== Segment start ==

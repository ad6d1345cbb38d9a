use std::fs;
use std::path::PathBuf;

use xcfg::{config_enum, Config, ConfigExt, ErrorKind, TextConfig};

type TestResult = Result<(), Box<dyn std::error::Error>>;

config_enum! {
    enum Schedule { Daily, Hourly }
}

fn fixture(contents: &str) -> std::io::Result<(tempfile::TempDir, PathBuf)> {
    let dir = tempfile::tempdir()?;
    let path = dir.path().join("Config.txt");
    fs::write(&path, contents)?;
    Ok((dir, path))
}

#[test]
fn test_end_to_end_scenario() -> TestResult {
    let (_dir, path) = fixture("# comment\ndebug=false\ntimeout=30\n")?;
    let mut config = TextConfig::open(&path)?;

    assert!(!config.get_as::<bool>("debug")?);
    assert_eq!(config.get_as::<i32>("timeout")?, 30);
    assert_eq!(config.get("missing")?, None);
    assert_eq!(config.get_as_or::<i32>("missing", 5)?, 5);

    config.set("timeout", "60")?;
    assert_eq!(
        fs::read_to_string(&path)?,
        "# comment\ndebug=false\ntimeout=60\n"
    );
    Ok(())
}

#[test]
fn test_set_is_idempotent_upsert() -> TestResult {
    let (_dir, path) = fixture("a=1\n")?;
    let mut config = TextConfig::open(&path)?;

    config.set("k", "v1")?;
    let before = fs::read_to_string(&path)?.lines().count();
    config.set("k", "v2")?;
    let text = fs::read_to_string(&path)?;

    assert_eq!(text.lines().count(), before);
    let k_lines: Vec<&str> = text.lines().filter(|l| l.starts_with("k=")).collect();
    assert_eq!(k_lines, ["k=v2"]);
    Ok(())
}

#[test]
fn test_fail_fast_names_line_and_path() -> TestResult {
    let (_dir, path) = fixture("# header\n\nname=demo\nbadline\nlater=1\n")?;
    let err = TextConfig::open(&path).err().ok_or("expected an error")?;
    assert!(err.is_malformed());
    match err.kind() {
        ErrorKind::MalformedConfig {
            path: bad_path,
            line,
            ..
        } => {
            assert_eq!(bad_path, &path);
            assert_eq!(*line, 3);
        }
        other => return Err(format!("unexpected kind {other:?}").into()),
    }
    Ok(())
}

#[test]
fn test_missing_key_and_bad_conversion() -> TestResult {
    let (_dir, path) = fixture("count=many\n")?;
    let config = TextConfig::open(&path)?;

    let missing = config.get_as::<u32>("absent").map_err(|e| e.kind().clone());
    assert_eq!(
        missing,
        Err(ErrorKind::KeyNotFound {
            key: "absent".to_string()
        })
    );

    let bad = config.get_as_or::<u32>("count", 1).map_err(|e| e.kind().clone());
    assert!(matches!(bad, Err(ErrorKind::Conversion { target: "u32", .. })));
    Ok(())
}

#[test]
fn test_enum_values() -> TestResult {
    let (_dir, path) = fixture("schedule=hourly\n")?;
    let config = TextConfig::open(&path)?;

    assert_eq!(config.get_enum::<Schedule>("schedule", true)?, Schedule::Hourly);
    assert!(config.get_enum::<Schedule>("schedule", false).is_err());
    assert_eq!(
        config.get_enum_or("other", Schedule::Daily, true)?,
        Schedule::Daily
    );
    Ok(())
}

#[test]
fn test_every_call_reads_the_file() -> TestResult {
    let (_dir, path) = fixture("mode=a\n")?;
    let config = TextConfig::open(&path)?;
    fs::write(&path, "mode=b\n")?;
    assert_eq!(config.get_or("mode", "none")?, "b");
    Ok(())
}

#[test]
fn test_through_trait_object() -> TestResult {
    let (_dir, path) = fixture("")?;
    let mut config: Box<dyn Config> = Box::new(TextConfig::open(&path)?);
    config.set("path", "/var/data")?;
    config.set_debug(true)?;
    assert!(config.debug());
    assert_eq!(config.get_as::<PathBuf>("path")?, PathBuf::from("/var/data"));
    assert_eq!(config.properties()?.len(), 2);
    config.save()?;
    assert_eq!(fs::read_to_string(&path)?, "path=/var/data\ndebug=true\n");
    Ok(())
}
//! Byte cursor over markup input

use crate::error::Pos;

/// Forward-only view of the input that keeps a line/column position
#[derive(Clone, Debug)]
pub struct Cursor<'a> {
    input: &'a [u8],
    offset: usize,
    line: u32,
    col: u32,
}

impl<'a> Cursor<'a> {
    pub const fn new(input: &'a [u8]) -> Self {
        Self {
            input,
            offset: 0,
            line: 1,
            col: 1,
        }
    }

    /// Byte under the cursor
    pub fn current(&self) -> Option<u8> {
        self.input.get(self.offset).copied()
    }

    pub fn starts_with(&self, pattern: &[u8]) -> bool {
        self.remaining().starts_with(pattern)
    }

    /// Step over one byte; a newline moves to column 1 of the next line
    pub fn advance(&mut self) {
        let Some(b) = self.current() else {
            return;
        };
        self.offset += 1;
        if b == b'\n' {
            self.line += 1;
            self.col = 1;
        } else {
            self.col += 1;
        }
    }

    /// Step over up to `n` bytes
    pub fn advance_by(&mut self, n: usize) {
        for _ in 0..n {
            self.advance();
        }
    }

    /// Step over `expected` if it is next
    pub fn consume(&mut self, expected: u8) -> bool {
        let matched = self.current() == Some(expected);
        if matched {
            self.advance();
        }
        matched
    }

    pub fn skip_whitespace(&mut self) {
        self.take_while(|b| matches!(b, b' ' | b'\t' | b'\n' | b'\r'));
    }

    /// Consume bytes while `keep` holds and return them
    pub fn take_while(&mut self, keep: impl Fn(u8) -> bool) -> &'a [u8] {
        let start = self.offset;
        while self.current().is_some_and(&keep) {
            self.advance();
        }
        self.input.get(start..self.offset).unwrap_or_default()
    }

    /// Consume through the next `pattern` and return what preceded it.
    ///
    /// Returns `None` and leaves the cursor at end of input when the pattern
    /// never occurs.
    pub fn take_until(&mut self, pattern: &[u8]) -> Option<&'a [u8]> {
        let start = self.offset;
        while !self.is_eof() {
            if self.starts_with(pattern) {
                let taken = self.input.get(start..self.offset).unwrap_or_default();
                self.advance_by(pattern.len());
                return Some(taken);
            }
            self.advance();
        }
        None
    }

    pub const fn position(&self) -> Pos {
        Pos::new(self.offset, self.line, self.col)
    }

    pub const fn is_eof(&self) -> bool {
        self.offset >= self.input.len()
    }

    /// Unconsumed input
    pub fn remaining(&self) -> &'a [u8] {
        self.input.get(self.offset..).unwrap_or_default()
    }
}
//! Config stored as leaf children of one XML section

use std::path::{Path, PathBuf};

use tracing::{debug, instrument};

use crate::config::{Config, ConfigExt, DEBUG_KEY};
use crate::error::{Error, Result};
use crate::xml::{Document, Node};

/// Config whose properties are the direct children of a parent section.
///
/// With autosave on (the default) every `set` and `delete_property` writes the
/// whole document back to disk. Turn it off to batch edits and call
/// [`save`](Config::save) explicitly.
#[derive(Debug, Clone)]
pub struct XmlConfig {
    path: PathBuf,
    parent: String,
    document: Document,
    autosave: bool,
    debug: bool,
}

impl XmlConfig {
    pub const DEFAULT_FILE: &'static str = "Config.xml";
    /// Root created for an empty file when no parent name is given
    pub const DEFAULT_ROOT: &'static str = "config";

    /// Open `path`; properties live in the first top-level element
    pub fn open(path: impl AsRef<Path>) -> Result<Self> {
        Self::load(path.as_ref(), None)
    }

    /// Open `path`; properties live in the first section named `parent`
    pub fn with_parent(path: impl AsRef<Path>, parent: &str) -> Result<Self> {
        Self::load(path.as_ref(), Some(parent))
    }

    /// Open `Config.xml` in the current directory
    pub fn open_default() -> Result<Self> {
        let dir = std::env::current_dir().map_err(|e| Error::io(Path::new("."), e))?;
        Self::open(dir.join(Self::DEFAULT_FILE))
    }

    #[instrument(skip_all, fields(path = %path.display()))]
    fn load(path: &Path, parent: Option<&str>) -> Result<Self> {
        let mut document = Document::open(path)?;
        let parent = match (parent, document.first()) {
            (Some(parent), _) => parent.trim().to_string(),
            (None, Some(first)) => first.key().to_string(),
            (None, None) => Self::DEFAULT_ROOT.to_string(),
        };
        ensure_parent(&mut document, &parent)?;

        let mut config = Self {
            path: path.to_path_buf(),
            parent,
            document,
            autosave: true,
            debug: false,
        };
        config.debug = config.get_as_or(DEBUG_KEY, false)?;
        Ok(config)
    }

    /// Name of the section holding the properties
    pub fn parent(&self) -> &str {
        &self.parent
    }

    pub fn autosave(&self) -> bool {
        self.autosave
    }

    pub fn set_autosave(&mut self, autosave: bool) {
        self.autosave = autosave;
    }

    pub fn document(&self) -> &Document {
        &self.document
    }

    /// Direct access to the tree; call [`save`](Config::save) to persist edits
    pub fn document_mut(&mut self) -> &mut Document {
        &mut self.document
    }

    /// Parent section, if the document still has one
    pub fn section(&self) -> Option<&Node> {
        self.document.find_section(&self.parent)
    }

    /// Parent section, recreated first if it has gone missing
    fn section_mut(&mut self) -> Result<&mut Node> {
        let parent = self.parent.as_str();
        ensure_parent(&mut self.document, parent)?;
        self.document
            .find_section_mut(parent)
            .ok_or_else(|| Error::missing_section(parent))
    }

    /// Write a copy of the document to `path`
    pub fn save_to(&self, path: impl AsRef<Path>) -> Result<()> {
        self.document.save_to(path)
    }

    fn persist(&mut self) -> Result<()> {
        if self.autosave {
            self.save()
        } else {
            Ok(())
        }
    }
}

impl Config for XmlConfig {
    fn get(&self, key: &str) -> Result<Option<String>> {
        Ok(self
            .section()
            .and_then(|section| section.get(key))
            .filter(|value| !value.is_empty())
            .map(str::to_string))
    }

    fn set_str(&mut self, key: &str, value: &str) -> Result<()> {
        self.section_mut()?.set_child(key, value);
        debug!(key, "setting config property");
        self.persist()
    }

    fn delete_property(&mut self, key: &str) -> Result<()> {
        if self.section_mut()?.remove_child(key).is_some() {
            debug!(key, "deleted config property");
            self.persist()?;
        }
        Ok(())
    }

    fn debug(&self) -> bool {
        self.debug
    }

    fn set_debug(&mut self, debug: bool) -> Result<()> {
        self.set(DEBUG_KEY, debug)?;
        self.debug = debug;
        Ok(())
    }

    fn properties(&self) -> Result<Vec<(String, String)>> {
        Ok(self
            .section()
            .map(|section| {
                section
                    .children()
                    .iter()
                    .filter(|child| child.is_leaf() && !child.value().is_empty())
                    .map(|child| (child.key().to_string(), child.value().to_string()))
                    .collect()
            })
            .unwrap_or_default())
    }

    fn path(&self) -> &Path {
        &self.path
    }

    fn save(&mut self) -> Result<()> {
        self.document.save_to(&self.path)
    }

    fn reload(&mut self) -> Result<()> {
        let mut document = Document::open(&self.path)?;
        ensure_parent(&mut document, &self.parent)?;
        self.document = document;
        self.debug = self.get_as_or(DEBUG_KEY, false)?;
        Ok(())
    }
}

/// Make sure `document` has a section named `parent`.
///
/// An emptied section is dropped when the file is read back, so a missing
/// parent is added again: at the top level of an empty document, otherwise
/// under the root section. A document whose root is a leaf cannot hold it.
fn ensure_parent(document: &mut Document, parent: &str) -> Result<()> {
    if document.find_section(parent).is_some() {
        return Ok(());
    }
    if document.is_empty() {
        debug!(parent, "empty document, adding parent section");
        document.add_section(parent);
        return Ok(());
    }
    match document.first_mut() {
        Some(root) if root.is_section() => {
            debug!(parent, root = %root.key(), "parent section missing, adding it under root");
            root.add_section(parent);
            Ok(())
        }
        _ => Err(Error::missing_section(parent)),
    }
}
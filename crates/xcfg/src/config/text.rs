//! Line-oriented `key=value` config files

use std::fs;
use std::path::{Path, PathBuf};

use tracing::{debug, instrument};

use crate::config::{Config, ConfigExt, DEBUG_KEY};
use crate::error::{Error, Result};
use crate::key::keys_match;

/// Leading characters that mark a line as a comment
const COMMENT_STARTS: [char; 4] = [' ', '\t', '\n', '#'];

/// Config stored as one `key<delimiter>value` pair per line.
///
/// Every read goes back to the file and every write rewrites it whole, so
/// the file on disk is always the source of truth.
#[derive(Debug, Clone)]
pub struct TextConfig {
    path: PathBuf,
    delimiter: char,
    debug: bool,
}

impl TextConfig {
    pub const DEFAULT_FILE: &'static str = "Config.txt";
    pub const DEFAULT_DELIMITER: char = '=';

    /// Open `path` with the default `=` delimiter, creating the file if needed
    pub fn open(path: impl AsRef<Path>) -> Result<Self> {
        Self::with_delimiter(path, Self::DEFAULT_DELIMITER)
    }

    /// Open `Config.txt` in the current directory
    pub fn open_default() -> Result<Self> {
        let dir = std::env::current_dir().map_err(|e| Error::io(Path::new("."), e))?;
        Self::open(dir.join(Self::DEFAULT_FILE))
    }

    /// Open `path` with a custom delimiter.
    ///
    /// The whole file is validated before anything is read from it.
    #[instrument(skip_all, fields(path = %path.as_ref().display()))]
    pub fn with_delimiter(path: impl AsRef<Path>, delimiter: char) -> Result<Self> {
        let path = path.as_ref().to_path_buf();
        if !path.exists() {
            debug!("creating empty config file");
            fs::File::create(&path).map_err(|e| Error::io(&path, e))?;
        }
        let mut config = Self {
            path,
            delimiter,
            debug: false,
        };
        config.validate()?;
        config.debug = config.get_as_or(DEBUG_KEY, false)?;
        Ok(config)
    }

    pub fn delimiter(&self) -> char {
        self.delimiter
    }

    fn validate(&self) -> Result<()> {
        for (index, line) in self.read_lines()?.iter().enumerate() {
            if !is_significant(line) {
                continue;
            }
            let reason = if !line.contains(self.delimiter) {
                format!("key/value pairs should be delimited with '{}'", self.delimiter)
            } else if line.split(self.delimiter).count() != 2 {
                "config files should be written with key/value pairs".to_string()
            } else {
                continue;
            };
            return Err(Error::malformed(&self.path, index, reason));
        }
        Ok(())
    }

    /// Split a significant line into trimmed key and trimmed value
    fn split_pair<'a>(&self, line: &'a str) -> Option<(&'a str, &'a str)> {
        if !is_significant(line) {
            return None;
        }
        let (key, value) = line.split_once(self.delimiter)?;
        Some((key.trim(), value.trim()))
    }

    fn read_lines(&self) -> Result<Vec<String>> {
        let text = fs::read_to_string(&self.path).map_err(|e| Error::io(&self.path, e))?;
        Ok(text.lines().map(str::to_string).collect())
    }

    fn write_lines(&self, lines: &[String]) -> Result<()> {
        let mut text = lines.join("\n");
        if !lines.is_empty() {
            text.push('\n');
        }
        fs::write(&self.path, text).map_err(|e| Error::io(&self.path, e))
    }
}

impl Config for TextConfig {
    fn get(&self, key: &str) -> Result<Option<String>> {
        Ok(self
            .read_lines()?
            .iter()
            .filter_map(|line| self.split_pair(line))
            .find(|(k, v)| keys_match(k, key) && !v.is_empty())
            .map(|(_, v)| v.to_string()))
    }

    fn set_str(&mut self, key: &str, value: &str) -> Result<()> {
        let key = key.trim();
        let mut lines = self.read_lines()?;
        if value.contains(self.delimiter) || value.contains('\n') {
            return Err(Error::malformed(
                &self.path,
                lines.len(),
                format!("value for {key} cannot contain '{}' or a line break", self.delimiter),
            ));
        }

        let entry = format!("{key}{}{value}", self.delimiter);
        let existing = lines.iter_mut().find(|line| {
            self.split_pair(line)
                .is_some_and(|(k, _)| keys_match(k, key))
        });
        match existing {
            Some(line) => *line = entry,
            None => lines.push(entry),
        }
        debug!(key, "writing config property");
        self.write_lines(&lines)
    }

    fn delete_property(&mut self, key: &str) -> Result<()> {
        let mut lines = self.read_lines()?;
        let position = lines.iter().position(|line| {
            self.split_pair(line)
                .is_some_and(|(k, _)| keys_match(k, key))
        });
        if let Some(index) = position {
            lines.remove(index);
            debug!(key, "deleting config property");
            self.write_lines(&lines)?;
        }
        Ok(())
    }

    fn debug(&self) -> bool {
        self.debug
    }

    fn set_debug(&mut self, debug: bool) -> Result<()> {
        self.set(DEBUG_KEY, debug)?;
        self.debug = debug;
        Ok(())
    }

    fn properties(&self) -> Result<Vec<(String, String)>> {
        Ok(self
            .read_lines()?
            .iter()
            .filter_map(|line| self.split_pair(line))
            .filter(|(_, v)| !v.is_empty())
            .map(|(k, v)| (k.to_string(), v.to_string()))
            .collect())
    }

    fn path(&self) -> &Path {
        &self.path
    }
}

/// Empty lines and lines starting with whitespace or `#` carry no property
fn is_significant(line: &str) -> bool {
    line.chars()
        .next()
        .is_some_and(|first| !COMMENT_STARTS.contains(&first))
}
//! xcfg - XML document model and key/value configuration files
//!
//! # Quick Start
//!
//! ```
//! use xcfg::from_xml_str;
//! # fn main() -> Result<(), xcfg::Error> {
//! let doc = from_xml_str("<config><Port>8080</Port><empty></empty></config>")?;
//! let port: u16 = doc
//!     .find_section("config")
//!     .map(|section| section.get_as("port"))
//!     .transpose()?
//!     .unwrap_or_default();
//! assert_eq!(port, 8080);
//! assert_eq!(
//!     doc.to_xml(xcfg::WriteOptions::compact()),
//!     r#"<?xml version="1.0" encoding="utf-8" ?><config><Port>8080</Port></config>"#
//! );
//! # Ok(())
//! # }
//! ```

#![forbid(unsafe_code)]

pub mod error;
pub use error::{Error, ErrorKind, Pos, Result, Span};

pub mod lexer;

pub mod key;
pub use key::keys_match;

pub mod value;
pub use value::{ConfigEnum, FromConfigValue};

pub mod xml;
pub use xml::{
    Attributes, Document, Event, Node, NodeKind, Reader, ReaderConfig, WriteOptions,
};

pub mod config;
pub use config::{open_in, Config, ConfigExt, TextConfig, XmlConfig};

pub mod context;
pub use context::{Problem, ProblemList, ProgramContext, Severity};

pub mod logging;

/// Parse an XML document from a string
pub fn from_xml_str(s: &str) -> Result<Document> {
    Document::parse(s)
}

/// Parse an XML document from bytes, which must be UTF-8
pub fn from_xml_bytes(bytes: &[u8]) -> Result<Document> {
    let text = std::str::from_utf8(bytes).map_err(|e| {
        Error::with_message(
            ErrorKind::Syntax,
            Span::default(),
            format!("input is not valid UTF-8: {e}"),
        )
    })?;
    Document::parse(text)
}

/// Parse an XML document with custom reader limits
pub fn from_xml_str_with_config(s: &str, config: ReaderConfig) -> Result<Document> {
    Document::parse_with_config(s, config)
}
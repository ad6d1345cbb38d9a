//! Tracing subscriber setup shared by the CLI and [`ProgramContext`](crate::ProgramContext)

use tracing_subscriber::{fmt::format::FmtSpan, EnvFilter};

/// Filter used when `RUST_LOG` is unset
pub fn default_directive(debug: bool) -> &'static str {
    if debug {
        "debug"
    } else {
        "info"
    }
}

/// Build the filter: `RUST_LOG` wins, otherwise the debug flag picks the level
pub fn filter(debug: bool) -> EnvFilter {
    EnvFilter::try_from_default_env().unwrap_or_else(|_| EnvFilter::new(default_directive(debug)))
}

/// Install the global subscriber, writing to stderr.
///
/// Returns `false` when a subscriber was already installed.
pub fn try_init(debug: bool) -> bool {
    tracing_subscriber::fmt()
        .with_env_filter(filter(debug))
        .with_span_events(FmtSpan::CLOSE)
        .with_target(false)
        .without_time()
        .with_writer(std::io::stderr)
        .try_init()
        .is_ok()
}

/// [`try_init`] for callers that do not care whether logging was already set up
pub fn init(debug: bool) {
    if !try_init(debug) {
        tracing::debug!("tracing subscriber already installed");
    }
}
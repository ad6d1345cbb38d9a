use criterion::{criterion_group, criterion_main, Criterion};
use std::hint::black_box;

use xcfg::{from_xml_str, Document, WriteOptions};

const SIMPLE_XML: &str = "<config><debug>false</debug></config>";
const ATTR_XML: &str = "<config version=\"2\" owner='ops'><item id=\"42\">x</item></config>";

fn wide_document() -> Document {
    let mut doc = Document::new();
    let root = doc.add_section("config");
    for i in 0..200 {
        root.add_section("job")
            .add_child("name", format!("job-{i}"))
            .add_child("retries", i % 5);
    }
    doc
}

fn bench_simple(c: &mut Criterion) {
    c.bench_function("xcfg_xml_simple", |b| {
        b.iter(|| from_xml_str(black_box(SIMPLE_XML)))
    });
}

fn bench_attr(c: &mut Criterion) {
    c.bench_function("xcfg_xml_attr", |b| {
        b.iter(|| from_xml_str(black_box(ATTR_XML)))
    });
}

fn bench_wide(c: &mut Criterion) {
    let doc = wide_document();
    let text = doc.to_xml(WriteOptions::pretty());

    c.bench_function("xcfg_xml_write_wide", |b| {
        b.iter(|| black_box(&doc).to_xml(WriteOptions::pretty()))
    });
    c.bench_function("xcfg_xml_parse_wide", |b| {
        b.iter(|| from_xml_str(black_box(&text)))
    });
    c.bench_function("xcfg_xml_find_section_wide", |b| {
        b.iter(|| {
            black_box(&doc)
                .find_section("config")
                .map(|config| config.sections_where("name", "job-199").count())
        })
    });
}

criterion_group!(benches, bench_simple, bench_attr, bench_wide);
criterion_main!(benches);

== Segment end ==

▸ Exercise directions
Scan the data above for the string "otherwise" and copy each line where it appears.

▸ Exercise answer
/// parent is added again: at the top level of an empty document, otherwise
/// Build the filter: `RUST_LOG` wins, otherwise the debug flag picks the level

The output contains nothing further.